Prerequisites / Assumed knowledge
Knowledge of differential and integral calculus of vector valued real functions. Basic results of complex numbers, functions of a complex variable, the Laplace transform and a good knowledge of linear algebra and the theory of polynomial and rational functions. Linear system theory. Knowledge of basic feedback control systems analysis and design. Skill in the design of controllers in the frequency domain. Basic skill of Matlab and Simulink.
Course organization. Prerequisites. Course description. Exam rules. Major topics and course outline (1.5 hr).
Control problem formulation and systems representations (3 hr).
Internal stability and Bibo stability (1.5 hr).

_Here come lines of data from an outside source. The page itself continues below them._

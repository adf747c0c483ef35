//! Stepwise executor described in §4.3a: each step is a `Step` value with
//! its own schedule-to-close deadline; the engine wraps invocation in a
//! timeout and retries transient failures with exponential backoff,
//! mirroring this repo's substream retry loop (`ExponentialBackoff::from_millis`)
//! but scoped to a single step's own budget rather than an unbounded stream.
use std::time::Duration;

use async_trait::async_trait;
use tokio::time::{timeout, Instant};
use tokio_retry::strategy::ExponentialBackoff;
use tracing::{info, warn};

use crate::error::WorkflowError;

#[async_trait]
pub trait Step: Send + Sync {
    type Request: Clone + Send + Sync;
    type Response: Send;

    fn name(&self) -> &'static str;
    fn deadline(&self) -> Duration;
    async fn run(&self, req: Self::Request) -> Result<Self::Response, WorkflowError>;
}

pub struct WorkflowEngine;

impl WorkflowEngine {
    /// Runs `step` against `req`, retrying transient failures and timeouts
    /// with exponential backoff (starting at 200ms) until the step's
    /// schedule-to-close deadline is exhausted.
    pub async fn execute<S: Step>(step: &S, req: S::Request) -> Result<S::Response, WorkflowError> {
        let deadline = step.deadline();
        let start = Instant::now();
        let mut backoff = ExponentialBackoff::from_millis(200).max_delay(deadline);

        loop {
            let elapsed = start.elapsed();
            if elapsed >= deadline {
                warn!(step = step.name(), "schedule-to-close deadline exhausted");
                return Err(WorkflowError::DeadlineExceeded { step: step.name() });
            }
            let remaining = deadline - elapsed;

            match timeout(remaining, step.run(req.clone())).await {
                Ok(Ok(resp)) => {
                    info!(step = step.name(), "step completed");
                    return Ok(resp);
                }
                Ok(Err(err)) if err.is_terminal() => {
                    warn!(step = step.name(), %err, "step failed terminally");
                    return Err(err);
                }
                Ok(Err(err)) => {
                    warn!(step = step.name(), %err, "step failed transiently, retrying");
                }
                Err(_) => {
                    warn!(step = step.name(), "step attempt timed out, retrying");
                }
            }

            let remaining_after = deadline.saturating_sub(start.elapsed());
            if remaining_after.is_zero() {
                return Err(WorkflowError::DeadlineExceeded { step: step.name() });
            }
            let delay = backoff.next().unwrap_or(remaining_after).min(remaining_after);
            if !delay.is_zero() {
                tokio::time::sleep(delay).await;
            }
        }
    }
}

Frequency response representations (Bode plot and polar plot) and Nyquist stability criterion (6 hr).
Feedback control systems steady-state response to polynomial references and disturbances, and to sinusoidal disturbances (6 hr).
Transient requirements translation and the Nichols chart (1.5 hr).
Frequency domain controllers design through loop-shaping (3 hr).
Performance specifications and weighting functions (4.5 hr).
Unstructured uncertainty models (4.5 hr).
Nominal and robust stability; nominal and robust performance (4.5 hr).
Robust control through H_infinity norm minimization (6 hr).
Structured uncertainty modelling and the generalized plant (6 hr)
Robust stability and robust performance analysis through structured singular values (7.5 hr).
Mu-bounds computation and introduction to mu-synthesis (3 hr).
Exam simulation: guidelines and solution (1.5 hr).